What you need to do: Every line from the one bearing "assert_eq!(once, twice);" through the last line of the entries should be printed exactly, with no other output.

Stored items from a collection
──────

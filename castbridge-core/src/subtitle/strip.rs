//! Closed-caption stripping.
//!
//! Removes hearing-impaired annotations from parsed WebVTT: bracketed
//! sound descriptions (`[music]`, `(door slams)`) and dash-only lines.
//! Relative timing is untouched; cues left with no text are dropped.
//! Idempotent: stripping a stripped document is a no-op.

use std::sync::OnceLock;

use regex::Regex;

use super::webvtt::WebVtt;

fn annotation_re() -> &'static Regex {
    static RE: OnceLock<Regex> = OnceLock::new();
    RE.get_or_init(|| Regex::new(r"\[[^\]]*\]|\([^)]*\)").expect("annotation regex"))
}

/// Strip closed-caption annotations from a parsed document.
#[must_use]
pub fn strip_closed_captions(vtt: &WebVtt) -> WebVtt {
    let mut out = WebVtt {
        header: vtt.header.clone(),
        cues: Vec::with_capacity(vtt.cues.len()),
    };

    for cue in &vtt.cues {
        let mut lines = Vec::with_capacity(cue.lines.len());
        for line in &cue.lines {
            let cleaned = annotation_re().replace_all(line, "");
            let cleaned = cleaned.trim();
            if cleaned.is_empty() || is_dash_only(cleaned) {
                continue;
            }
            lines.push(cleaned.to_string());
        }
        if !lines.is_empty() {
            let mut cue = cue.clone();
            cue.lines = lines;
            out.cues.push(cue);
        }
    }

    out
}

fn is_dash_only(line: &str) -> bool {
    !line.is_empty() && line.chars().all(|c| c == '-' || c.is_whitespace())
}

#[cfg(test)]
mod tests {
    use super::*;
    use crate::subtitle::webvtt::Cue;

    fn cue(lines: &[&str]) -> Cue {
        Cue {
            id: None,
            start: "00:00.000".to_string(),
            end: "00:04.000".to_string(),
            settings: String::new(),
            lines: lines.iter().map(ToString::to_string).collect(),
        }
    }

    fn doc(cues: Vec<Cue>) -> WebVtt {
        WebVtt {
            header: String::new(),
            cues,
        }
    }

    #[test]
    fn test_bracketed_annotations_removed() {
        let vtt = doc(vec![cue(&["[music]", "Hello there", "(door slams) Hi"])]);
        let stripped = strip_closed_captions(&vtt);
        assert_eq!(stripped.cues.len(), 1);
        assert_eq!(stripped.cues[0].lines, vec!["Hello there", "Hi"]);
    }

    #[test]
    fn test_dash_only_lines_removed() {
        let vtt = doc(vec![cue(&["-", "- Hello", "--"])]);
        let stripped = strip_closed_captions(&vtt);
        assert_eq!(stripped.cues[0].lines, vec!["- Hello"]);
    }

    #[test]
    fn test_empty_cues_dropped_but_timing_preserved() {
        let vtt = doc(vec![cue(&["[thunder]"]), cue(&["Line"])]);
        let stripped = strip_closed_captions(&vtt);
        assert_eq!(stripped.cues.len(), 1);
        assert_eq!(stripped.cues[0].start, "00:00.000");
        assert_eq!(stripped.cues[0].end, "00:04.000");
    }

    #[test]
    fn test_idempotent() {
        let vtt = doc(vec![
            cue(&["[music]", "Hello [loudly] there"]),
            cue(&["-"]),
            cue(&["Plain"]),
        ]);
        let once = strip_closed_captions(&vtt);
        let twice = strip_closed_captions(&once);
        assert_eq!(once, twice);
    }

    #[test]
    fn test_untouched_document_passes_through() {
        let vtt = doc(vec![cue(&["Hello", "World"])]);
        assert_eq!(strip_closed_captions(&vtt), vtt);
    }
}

──────

Exercise output:
        assert_eq!(once, twice);
    }

    #[test]
    fn test_untouched_document_passes_through() {
        let vtt = doc(vec![cue(&["Hello", "World"])]);
        assert_eq!(strip_closed_captions(&vtt), vtt);
    }
}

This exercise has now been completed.